Currently the conservative commentators are the best example of the death of ideas, because they hold the top position in the media. But the same calcification of ideas prevails in the liberal positions also, and we’ll come to witness this more over the next eight years of Obama’s presidency.

The national debate should not be a war for supremacy of either position, conservative and liberal, that results in one side disqualified and the other triumphant. Such a result tilts the debate into an excess that has to be wrong, by its very nature of excess. The truth is sharp-edged and fine, but simple, not extreme.

Instead of a war that posits a winner, the national debate should balance on a cutting edge sharpened by the grinding of two forces on its opposing sides. The challenge for national policy is to develop sufficient character, made up of reason and balance, to stand with poise on this cutting edge.

How can it be that a sharp edge is not an extreme thing? Buddhists know the answer to this in the famous teaching given by the Buddha, explaining the best way to train the mind. Like the string of a musical instrument, the perfect tuning results from holding it not too tight, not too loose.

This may seem a simple thing, but the metric of “not too tight, not too loose” can readily be seen to form the basis of all skill. In the beginning of all mastery, one must venture to the tight extreme, and back to the loose extreme, in order to pinpoint the perfect setting. As a master, of course, one can go unerringly to the perfect point, but this will always lie between its extremes.

Skill in the kind of debate that seeks a truthful result rather than the self-indulgence of battle will turn to the method of not too tight and not too loose. In the national debate this will only come from a free exchange between the extreme of conservatism and the extreme of liberalism.

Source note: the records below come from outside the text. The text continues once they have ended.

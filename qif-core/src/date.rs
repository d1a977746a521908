use chrono::NaiveDate;

/// Default QIF date layout, day first with a four digit year.
pub const DEFAULT_DATE_FORMAT: &str = "%d/%m/%Y";

/// Renders a date with a dialect's `strftime` layout.
pub fn format_date(date: NaiveDate, format: &str) -> String {
    date.format(format).to_string()
}

/// Parses a date written with a dialect's `strftime` layout. Quicken's
/// habit of padding single digits with spaces (`" 1/ 3'24"`) is tolerated.
pub fn parse_date(s: &str, format: &str) -> Result<NaiveDate, chrono::ParseError> {
    let trimmed = s.trim();
    match NaiveDate::parse_from_str(trimmed, format) {
        Ok(date) => Ok(date),
        Err(err) => {
            let compact: String = trimmed.chars().filter(|c| !c.is_whitespace()).collect();
            if compact.len() == trimmed.len() {
                Err(err)
            } else {
                NaiveDate::parse_from_str(&compact, format)
            }
        }
    }
}

#[test]
fn test_date_round_trip() {
    let date = NaiveDate::from_ymd_opt(2024, 3, 1).unwrap();
    assert_eq!(format_date(date, DEFAULT_DATE_FORMAT), "01/03/2024");
    assert_eq!(parse_date("01/03/2024", DEFAULT_DATE_FORMAT).unwrap(), date);
    assert_eq!(parse_date("03/01'24", "%m/%d'%y").unwrap(), date);
    assert!(parse_date("2024-03-01", DEFAULT_DATE_FORMAT).is_err());
}
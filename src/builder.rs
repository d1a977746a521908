use std::rc::Rc;

use qif_core::{
    CategoryTarget, Cleared, Dialect, InvestmentAction, Money, QifAccount, QifAccountType,
    QifCategory, QifClass, QifEvent, QifFile, QifPayee, QifPortfolioEvent, QifPrice, QifSecurity,
    QifSplit,
};
use tracing::{debug, warn};

use crate::analysis::SecurityAnalysis;
use crate::config::{ExportConfig, ExtraDetailRule};
use crate::error::{ExportError, ExportResult};
use crate::model::{Asset, CategoryClass, SecurityPrice, Transaction, TransactionCategory};
use crate::portfolio::PortfolioBuilder;

/// Whether an income or expense is written as a split showing its
/// ancillary amounts.
pub fn has_xtra_detail(txn: &Transaction, rule: ExtraDetailRule) -> bool {
    let ancillaries = [
        txn.tax_credit,
        txn.national_insurance,
        txn.deemed_benefit,
        txn.charity_donation,
    ];
    match rule {
        ExtraDetailRule::AnyAbsent => ancillaries.iter().any(Option::is_none),
        ExtraDetailRule::AnyPresent => ancillaries.iter().any(Option::is_some),
    }
}

#[derive(Clone, Copy, Debug, PartialEq)]
enum Flow {
    Income,
    Expense,
}

impl Flow {
    fn signed(self, amount: Money) -> Money {
        match self {
            Flow::Income => amount,
            Flow::Expense => -amount,
        }
    }
}

#[derive(Clone, Copy, Debug, PartialEq)]
pub(crate) enum Direction {
    To,
    From,
}

/// An ancillary amount and where it is booked.
struct Offset {
    category: Rc<QifCategory>,
    amount: Money,
    memo: String,
}

/// Turns source transactions into QIF records for one export session.
///
/// Each transaction is routed on the kind of its endpoints: anything
/// touching a security goes to the [`PortfolioBuilder`], a payee on the
/// debit side is income, a payee on the credit side is an expense and
/// anything else is a transfer between two ledgers.
pub struct QifBuilder<'a> {
    pub(crate) file: QifFile,
    pub(crate) config: ExportConfig,
    pub(crate) dialect: Dialect,
    pub(crate) analysis: &'a dyn SecurityAnalysis,
}
use std::error::Error;
use std::fmt;

use pest::Span;
use qif_core::ValueError;

use super::Rule;

pub type ParseResult<T> = Result<T, ParseError>;

#[derive(Clone, Debug, PartialEq)]
pub enum ParseErrorKind {
    /// An error was encountered while converting string to a numeric representation.
    DecimalError { message: String },
    /// A line value (date, flag, action, ...) could not be read.
    InvalidValue { message: String },
    /// Input is invalid in some way.
    InvalidInput { message: String },
    /// Parser has reached an invalid state (most likely a bug in the parser).
    InvalidParserState { message: String },
}

#[derive(Debug)]
pub struct ParseError {
    /// The type of error.
    pub kind: ParseErrorKind,
    /// The (line, column) location of the error in the input.
    pub location: (usize, usize),
    source: Option<Box<dyn Error + 'static + Send + Sync>>,
}

impl fmt::Display for ParseError {
    fn fmt(&self, f: &mut fmt::Formatter<'_>) -> fmt::Result {
        match &self.kind {
            ParseErrorKind::DecimalError { message } | ParseErrorKind::InvalidValue { message } => {
                f.write_str(message)?
            }
            ParseErrorKind::InvalidInput { message } => write!(f, "invalid input: {}", message)?,
            ParseErrorKind::InvalidParserState { message } => write!(
                f,
                "parser reached an invalid state (this is a bug), expected {}",
                message
            )?,
        }
        write!(f, " at line {} column {}", self.location.0, self.location.1)
    }
}

impl Error for ParseError {
    fn source(&self) -> Option<&(dyn Error + 'static)> {
        self.source
            .as_deref()
            .map(|e| e as &(dyn Error + 'static))
    }
}

impl ParseError {
    fn new(
        kind: ParseErrorKind,
        location: (usize, usize),
        source: Option<Box<dyn Error + 'static + Send + Sync>>,
    ) -> ParseError {
        ParseError {
            kind,
            location,
            source,
        }
    }

    /// The walk over the parse tree met something the grammar rules out.
    pub(crate) fn invalid_state<T: ToString>(expected: T, span: Option<&Span>) -> ParseError {
        let location = span.map_or((0, 0), |span| span.start_pos().line_col());
        ParseError::new(
            ParseErrorKind::InvalidParserState {
                message: expected.to_string(),
            },
            location,
            None,
        )
    }

    /// A line whose value could not be read, such as `Dnot a date`.
    pub(crate) fn invalid_value(err: ValueError, span: &Span) -> ParseError {
        let message = format!("{} in line {:?}", err, span.as_str().trim_end());
        let kind = match &err {
            ValueError::Decimal { .. } => ParseErrorKind::DecimalError { message },
            _ => ParseErrorKind::InvalidValue { message },
        };
        ParseError::new(kind, span.start_pos().line_col(), Some(Box::new(err)))
    }
}

impl From<pest::error::Error<Rule>> for ParseError {
    fn from(err: pest::error::Error<Rule>) -> Self {
        let err = err.renamed_rules(|rule| {
            match *rule {
                Rule::EOI => "end of input",
                Rule::file => "QIF file",
                Rule::header => "section header",
                Rule::header_name => "section name",
                Rule::record => "record",
                Rule::field_line => "record line",
                Rule::symbol => "line symbol",
                Rule::value => "line value",
                #[allow(unreachable_patterns)]
                _ => "QIF text",
            }
            .to_string()
        });
        let location = match &err.line_col {
            pest::error::LineColLocation::Pos(ref p) => *p,
            pest::error::LineColLocation::Span(ref p, _) => *p,
        };
        ParseError::new(
            ParseErrorKind::InvalidInput {
                message: err.to_string(),
            },
            location,
            Some(Box::new(err)),
        )
    }
}
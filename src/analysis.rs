use std::collections::HashMap;

use chrono::NaiveDate;
use qif_core::{Money, Price, Units};

use crate::model::{Asset, Transaction};

/// Valuation data the portfolio classifier needs about securities.
pub trait SecurityAnalysis {
    /// The latest known price on or before `date`.
    fn price_at(&self, security: &Asset, date: NaiveDate) -> Option<Price>;

    /// Units of `security` held in `portfolio` just before `txn`.
    fn units_before(&self, portfolio: &Asset, security: &Asset, txn: &Transaction) -> Option<Units>;

    /// Units of `security` held in `portfolio` just after `txn`.
    fn units_after(&self, portfolio: &Asset, security: &Asset, txn: &Transaction) -> Option<Units>;

    /// Change in the cost basis of `security` caused by `txn`.
    fn cost_delta(&self, portfolio: &Asset, security: &Asset, txn: &Transaction) -> Option<Money>;
}

type HoldingKey = (String, String, u32);

#[derive(Clone, Copy, Debug, PartialEq)]
struct Holding {
    before: Units,
    after: Units,
}

/// A [`SecurityAnalysis`] over values recorded up front, keyed by
/// portfolio, security and transaction id.
#[derive(Clone, Debug, Default)]
pub struct MemoryAnalysis {
    prices: HashMap<String, Vec<(NaiveDate, Price)>>,
    holdings: HashMap<HoldingKey, Holding>,
    cost_deltas: HashMap<HoldingKey, Money>,
}

impl MemoryAnalysis {
    pub fn new() -> Self {
        Self::default()
    }

    pub fn add_price(&mut self, security: &Asset, date: NaiveDate, price: Price) -> &mut Self {
        let prices = self.prices.entry(security.name().to_string()).or_default();
        let at = prices.partition_point(|(d, _)| *d <= date);
        prices.insert(at, (date, price));
        self
    }

    pub fn set_units(
        &mut self,
        portfolio: &Asset,
        security: &Asset,
        txn: &Transaction,
        before: Units,
        after: Units,
    ) -> &mut Self {
        self.holdings
            .insert(key(portfolio, security, txn), Holding { before, after });
        self
    }

    pub fn set_cost_delta(
        &mut self,
        portfolio: &Asset,
        security: &Asset,
        txn: &Transaction,
        delta: Money,
    ) -> &mut Self {
        self.cost_deltas.insert(key(portfolio, security, txn), delta);
        self
    }
}

fn key(portfolio: &Asset, security: &Asset, txn: &Transaction) -> HoldingKey {
    (portfolio.name().to_string(), security.name().to_string(), txn.id)
}

impl SecurityAnalysis for MemoryAnalysis {
    fn price_at(&self, security: &Asset, date: NaiveDate) -> Option<Price> {
        let prices = self.prices.get(security.name())?;
        let at = prices.partition_point(|(d, _)| *d <= date);
        at.checked_sub(1).map(|i| prices[i].1)
    }

    fn units_before(&self, portfolio: &Asset, security: &Asset, txn: &Transaction) -> Option<Units> {
        self.holdings
            .get(&key(portfolio, security, txn))
            .map(|h| h.before)
    }

    fn units_after(&self, portfolio: &Asset, security: &Asset, txn: &Transaction) -> Option<Units> {
        self.holdings
            .get(&key(portfolio, security, txn))
            .map(|h| h.after)
    }

    fn cost_delta(&self, portfolio: &Asset, security: &Asset, txn: &Transaction) -> Option<Money> {
        self.cost_deltas.get(&key(portfolio, security, txn)).copied()
    }
}

#[cfg(test)]
mod tests {
    use super::*;
    use crate::fixtures::{date, price};
    use rust_decimal_macros::dec;

    #[test]
    fn price_at_uses_latest_earlier_price() {
        let vod = Asset::security("Vodafone", "VOD");
        let mut analysis = MemoryAnalysis::new();
        analysis
            .add_price(&vod, date(3, 1), price(dec!(0.72)))
            .add_price(&vod, date(1, 1), price(dec!(0.70)));

        assert_eq!(analysis.price_at(&vod, date(2, 15)), Some(price(dec!(0.70))));
        assert_eq!(analysis.price_at(&vod, date(3, 1)), Some(price(dec!(0.72))));
        assert_eq!(analysis.price_at(&vod, date(12, 31)), Some(price(dec!(0.72))));
        assert_eq!(analysis.price_at(&vod, NaiveDate::from_ymd_opt(2023, 12, 31).unwrap()), None);
    }
}
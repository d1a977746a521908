//! Data model of Quicken Interchange Format files: typed line values, the
//! records built from them, the entities records refer to and the registry
//! that interns those entities for one file.

pub use account::{QifAccount, QifAccountType};
pub use action::InvestmentAction;
pub use amount::{Money, Percentage, Price, Ratio, Units};
pub use category::{QifCategory, QifClass, QifParentCategory};
pub use date::{format_date, parse_date, DEFAULT_DATE_FORMAT};
pub use dialect::{Dialect, DialectKind};
pub use file::{QifAccountEvents, QifFile};
pub use flags::Cleared;
pub use line::{CategoryTarget, Line, LineKind, LineValue, Resolver, ValueError, ValueKind};
pub use line_types::*;
pub use payee::QifPayee;
pub use record::{DatedKind, QifEvent, QifLedgerEntry, QifPortfolioEvent, QifSplit, Record};
pub use security::{QifPrice, QifSecurity, QifSecurityPrices, SecurityType};

pub mod account;
pub mod action;
pub mod amount;
pub mod category;
mod date;
pub mod dialect;
pub mod file;
pub mod flags;
pub mod line;
pub mod line_types;
pub mod payee;
pub mod record;
pub mod security;
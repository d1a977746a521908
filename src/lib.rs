//! Export of a double-entry personal-finance ledger to the Quicken
//! Interchange Format.
//!
//! Transactions are classified by a [`QifBuilder`] into the ledger entries
//! of a [`QifFile`], shaped by the capabilities of the target application's
//! [`Dialect`]. The finished file is written with `qif_render`.
//!
//! ```no_run
//! use qif::{export, ExportConfig, MemoryAnalysis};
//!
//! let config = ExportConfig::load("export.toml")?;
//! let mut out = std::io::stdout();
//! export(&mut out, &[], &[], config, &MemoryAnalysis::new())?;
//! # Ok::<(), Box<dyn std::error::Error>>(())
//! ```

use std::io::Write;

use tracing::debug;

pub mod analysis;
pub mod builder;
pub mod config;
pub mod error;
pub mod model;
mod portfolio;

#[cfg(test)]
mod fixtures;

pub use analysis::{MemoryAnalysis, SecurityAnalysis};
pub use builder::{has_xtra_detail, QifBuilder};
pub use config::{AncillaryCategories, ConfigError, DialectOverrides, ExportConfig, ExtraDetailRule};
pub use error::{ExportError, ExportResult};
pub use model::{
    Asset, AutoExpense, CategoryClass, SecurityPrice, Transaction, TransactionCategory,
};
pub use qif_core::{Dialect, DialectKind, QifFile};

/// Classifies every transaction and registers the prices, returning the
/// finished file.
pub fn build(
    transactions: &[Transaction],
    prices: &[SecurityPrice],
    config: ExportConfig,
    analysis: &dyn SecurityAnalysis,
) -> ExportResult<QifFile> {
    let mut builder = QifBuilder::new(config, analysis);
    for txn in transactions {
        builder.process_transaction(txn)?;
    }
    let count = builder.build_prices(prices);
    debug!(transactions = transactions.len(), prices = count, "export built");
    Ok(builder.finish())
}

/// Builds the file and writes it to `w`.
pub fn export<W: Write>(
    w: &mut W,
    transactions: &[Transaction],
    prices: &[SecurityPrice],
    config: ExportConfig,
    analysis: &dyn SecurityAnalysis,
) -> ExportResult<QifFile> {
    let file = build(transactions, prices, config, analysis)?;
    qif_render::render(w, &file)?;
    Ok(file)
}
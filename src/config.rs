use std::path::{Path, PathBuf};

use chrono::NaiveDate;
use qif_core::{Dialect, DialectKind};
use serde::{Deserialize, Serialize};
use thiserror::Error;

#[derive(Debug, Error)]
pub enum ConfigError {
    #[error("failed to read {path}")]
    Io {
        path: PathBuf,
        #[source]
        source: std::io::Error,
    },
    #[error("invalid export configuration: {0}")]
    Parse(#[from] toml::de::Error),
}

/// When an income or expense is written as a split that shows its
/// ancillary amounts.
#[derive(Clone, Copy, Debug, Default, Eq, PartialEq, Serialize, Deserialize)]
#[serde(rename_all = "snake_case")]
pub enum ExtraDetailRule {
    /// Unless all four ancillary amounts are recorded.
    #[default]
    AnyAbsent,
    /// When at least one ancillary amount is recorded.
    AnyPresent,
}

/// Categories the ancillary amounts of an income or expense are booked to.
#[derive(Clone, Debug, Eq, PartialEq, Serialize, Deserialize)]
#[serde(default)]
pub struct AncillaryCategories {
    pub tax_credit: String,
    pub national_insurance: String,
    pub deemed_benefit: String,
    pub charity_donation: String,
}

impl Default for AncillaryCategories {
    fn default() -> Self {
        AncillaryCategories {
            tax_credit: "Tax:Tax Credit".to_string(),
            national_insurance: "Tax:National Insurance".to_string(),
            deemed_benefit: "Benefit:Deemed".to_string(),
            charity_donation: "Gifts:Charity".to_string(),
        }
    }
}

/// Per-flag changes to a dialect preset.
#[derive(Clone, Debug, Default, Eq, PartialEq, Serialize, Deserialize)]
#[serde(default)]
pub struct DialectOverrides {
    pub date_format: Option<String>,
    pub simple_transfer: Option<bool>,
    pub can_trade_zero_units: Option<bool>,
    pub can_xfer_linked: Option<bool>,
    pub can_return_capital: Option<bool>,
    pub use_holding_for_category: Option<bool>,
    pub use_holding_for_tax_credit: Option<bool>,
    pub use_misc_inc_x_for_tax_credit: Option<bool>,
    pub hide_balancing_transfer: Option<bool>,
    pub hide_balancing_split_transfer: Option<bool>,
    pub use_stock_split: Option<bool>,
}

impl DialectOverrides {
    fn apply(&self, mut dialect: Dialect) -> Dialect {
        fn set(flag: &mut bool, value: Option<bool>) {
            if let Some(value) = value {
                *flag = value;
            }
        }
        if let Some(format) = &self.date_format {
            dialect.date_format = format.clone();
        }
        set(&mut dialect.simple_transfer, self.simple_transfer);
        set(&mut dialect.can_trade_zero_units, self.can_trade_zero_units);
        set(&mut dialect.can_xfer_linked, self.can_xfer_linked);
        set(&mut dialect.can_return_capital, self.can_return_capital);
        set(&mut dialect.use_holding_for_category, self.use_holding_for_category);
        set(&mut dialect.use_holding_for_tax_credit, self.use_holding_for_tax_credit);
        set(
            &mut dialect.use_misc_inc_x_for_tax_credit,
            self.use_misc_inc_x_for_tax_credit,
        );
        set(&mut dialect.hide_balancing_transfer, self.hide_balancing_transfer);
        set(
            &mut dialect.hide_balancing_split_transfer,
            self.hide_balancing_split_transfer,
        );
        set(&mut dialect.use_stock_split, self.use_stock_split);
        dialect
    }
}

/// Settings of one export session.
///
/// ```toml
/// dialect = "acemoney"
/// tax_authority = "HMRC"
/// last_price_date = "2024-04-05"
///
/// [overrides]
/// date_format = "%Y-%m-%d"
/// ```
#[derive(Clone, Debug, Eq, PartialEq, Serialize, Deserialize)]
#[serde(default)]
pub struct ExportConfig {
    pub dialect: DialectKind,
    pub overrides: DialectOverrides,
    pub extra_detail: ExtraDetailRule,
    pub tax_authority: String,
    pub charity: String,
    pub categories: AncillaryCategories,
    /// Prices dated after this day are not exported.
    pub last_price_date: Option<NaiveDate>,
    /// Sort every ledger by date before it is written.
    pub chronological: bool,
}

impl Default for ExportConfig {
    fn default() -> Self {
        ExportConfig {
            dialect: DialectKind::Quicken,
            overrides: DialectOverrides::default(),
            extra_detail: ExtraDetailRule::default(),
            tax_authority: "HMRC".to_string(),
            charity: "Charity".to_string(),
            categories: AncillaryCategories::default(),
            last_price_date: None,
            chronological: true,
        }
    }
}

impl ExportConfig {
    pub fn for_dialect(dialect: DialectKind) -> Self {
        ExportConfig {
            dialect,
            ..ExportConfig::default()
        }
    }

    pub fn from_toml_str(s: &str) -> Result<Self, ConfigError> {
        Ok(toml::from_str(s)?)
    }

    pub fn load(path: impl AsRef<Path>) -> Result<Self, ConfigError> {
        let path = path.as_ref();
        let text = std::fs::read_to_string(path).map_err(|source| ConfigError::Io {
            path: path.to_path_buf(),
            source,
        })?;
        Self::from_toml_str(&text)
    }

    /// The preset with the configured overrides applied.
    pub fn resolved_dialect(&self) -> Dialect {
        self.overrides.apply(Dialect::preset(self.dialect))
    }
}
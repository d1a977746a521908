use std::fmt;
use std::str::FromStr;

use serde::{Deserialize, Serialize};

use super::date::DEFAULT_DATE_FORMAT;

/// The QIF consumers with a built-in capability profile.
#[derive(Clone, Copy, Debug, Eq, PartialEq, Hash, Serialize, Deserialize)]
#[serde(rename_all = "lowercase")]
pub enum DialectKind {
    Quicken,
    AceMoney,
    MoneyDance,
    HomeBank,
    GnuCash,
}

impl DialectKind {
    pub fn as_str(self) -> &'static str {
        match self {
            DialectKind::Quicken => "quicken",
            DialectKind::AceMoney => "acemoney",
            DialectKind::MoneyDance => "moneydance",
            DialectKind::HomeBank => "homebank",
            DialectKind::GnuCash => "gnucash",
        }
    }
}

impl fmt::Display for DialectKind {
    fn fmt(&self, f: &mut fmt::Formatter<'_>) -> fmt::Result {
        f.write_str(self.as_str())
    }
}

impl FromStr for DialectKind {
    type Err = String;

    fn from_str(s: &str) -> Result<Self, Self::Err> {
        match s.to_ascii_lowercase().as_str() {
            "quicken" => Ok(DialectKind::Quicken),
            "acemoney" => Ok(DialectKind::AceMoney),
            "moneydance" => Ok(DialectKind::MoneyDance),
            "homebank" => Ok(DialectKind::HomeBank),
            "gnucash" => Ok(DialectKind::GnuCash),
            other => Err(format!("unknown QIF dialect: {other}")),
        }
    }
}

/// Capability profile of a QIF consumer.
///
/// Every flag selects between two record shapes that describe the same
/// economic event; balances and holdings come out identical either way.
#[derive(Clone, Debug, Eq, PartialEq, Serialize, Deserialize)]
#[serde(default)]
pub struct Dialect {
    pub name: String,

    /// `strftime` layout of `D` lines.
    pub date_format: String,

    /// Label transfers plainly as "Transfer" instead of
    /// "Transfer to <account>" / "Transfer from <account>".
    pub simple_transfer: bool,

    /// Trades of zero units are accepted.
    pub can_trade_zero_units: bool,

    /// Linked investment actions (`BuyX`, `SellX`, `DivX`, ...) are accepted.
    pub can_xfer_linked: bool,

    /// `RtrnCap` is accepted.
    pub can_return_capital: bool,

    /// Category income/expense against a security passes through the
    /// portfolio's holding account instead of sitting on the trade itself.
    pub use_holding_for_category: bool,

    /// Tax credits on dividends pass through the holding account.
    pub use_holding_for_tax_credit: bool,

    /// Tax credits on reinvested dividends use `MiscIncX`/`MiscExpX`.
    pub use_misc_inc_x_for_tax_credit: bool,

    /// Only the originating side of a plain transfer is written.
    pub hide_balancing_transfer: bool,

    /// The balancing side of a transfer split leg is not written.
    pub hide_balancing_split_transfer: bool,

    /// Stock splits are written as `StkSplit` rather than `ShrsIn`/`ShrsOut`.
    pub use_stock_split: bool,
}

impl Default for Dialect {
    fn default() -> Self {
        Dialect::preset(DialectKind::Quicken)
    }
}

impl Dialect {
    pub fn preset(kind: DialectKind) -> Dialect {
        let base = Dialect {
            name: kind.as_str().to_string(),
            date_format: DEFAULT_DATE_FORMAT.to_string(),
            simple_transfer: false,
            can_trade_zero_units: false,
            can_xfer_linked: true,
            can_return_capital: true,
            use_holding_for_category: false,
            use_holding_for_tax_credit: false,
            use_misc_inc_x_for_tax_credit: false,
            hide_balancing_transfer: false,
            hide_balancing_split_transfer: false,
            use_stock_split: true,
        };
        match kind {
            DialectKind::Quicken => Dialect {
                date_format: "%m/%d/%Y".to_string(),
                use_misc_inc_x_for_tax_credit: true,
                ..base
            },
            DialectKind::AceMoney => Dialect {
                can_trade_zero_units: true,
                use_holding_for_category: true,
                use_holding_for_tax_credit: true,
                hide_balancing_split_transfer: true,
                ..base
            },
            DialectKind::MoneyDance => Dialect {
                can_xfer_linked: false,
                can_return_capital: false,
                use_holding_for_category: true,
                use_stock_split: false,
                ..base
            },
            DialectKind::HomeBank => Dialect {
                simple_transfer: true,
                can_xfer_linked: false,
                can_return_capital: false,
                hide_balancing_transfer: true,
                hide_balancing_split_transfer: true,
                use_stock_split: false,
                ..base
            },
            DialectKind::GnuCash => Dialect {
                date_format: "%Y-%m-%d".to_string(),
                can_trade_zero_units: true,
                ..base
            },
        }
    }
}

#[cfg(test)]
mod tests {
    use super::*;

    #[test]
    fn presets_are_named() {
        for kind in [
            DialectKind::Quicken,
            DialectKind::AceMoney,
            DialectKind::MoneyDance,
            DialectKind::HomeBank,
            DialectKind::GnuCash,
        ] {
            assert_eq!(Dialect::preset(kind).name, kind.to_string());
            assert_eq!(kind.as_str().parse::<DialectKind>(), Ok(kind));
        }
    }

    #[test]
    fn default_is_quicken() {
        let dialect = Dialect::default();
        assert_eq!(dialect.name, "quicken");
        assert!(dialect.can_xfer_linked);
        assert!(!dialect.can_trade_zero_units);
    }
}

We’ve seen the thinking of conservatives in the last two decades come to a complete standstill. The current election makes much of the outworn Republican ideas on economic matters, and the current economic crisis shows the barren fruit of these ideas. Conservative economic ideology costs us too much money, something here is too tight or too loose.

Conservative doesn’t mean never changing. Conservatism in its useful form understands that everything is impermanent, and seeks to distil out of the passing times the very best things to renew for the future.

Liberal doesn’t mean always changing. The more things change, the more the timeless qualities of our human life display themselves to our understanding. Liberal thought to be useful should embrace the principles expressed in conservatism and manifest them according to new, often experimental designs.

The best that conservative thought can give us is to deliver an inheritance to our children. The best that liberal thought can give us is to present a future for this legacy to nestle into.

Thus should run the national debate.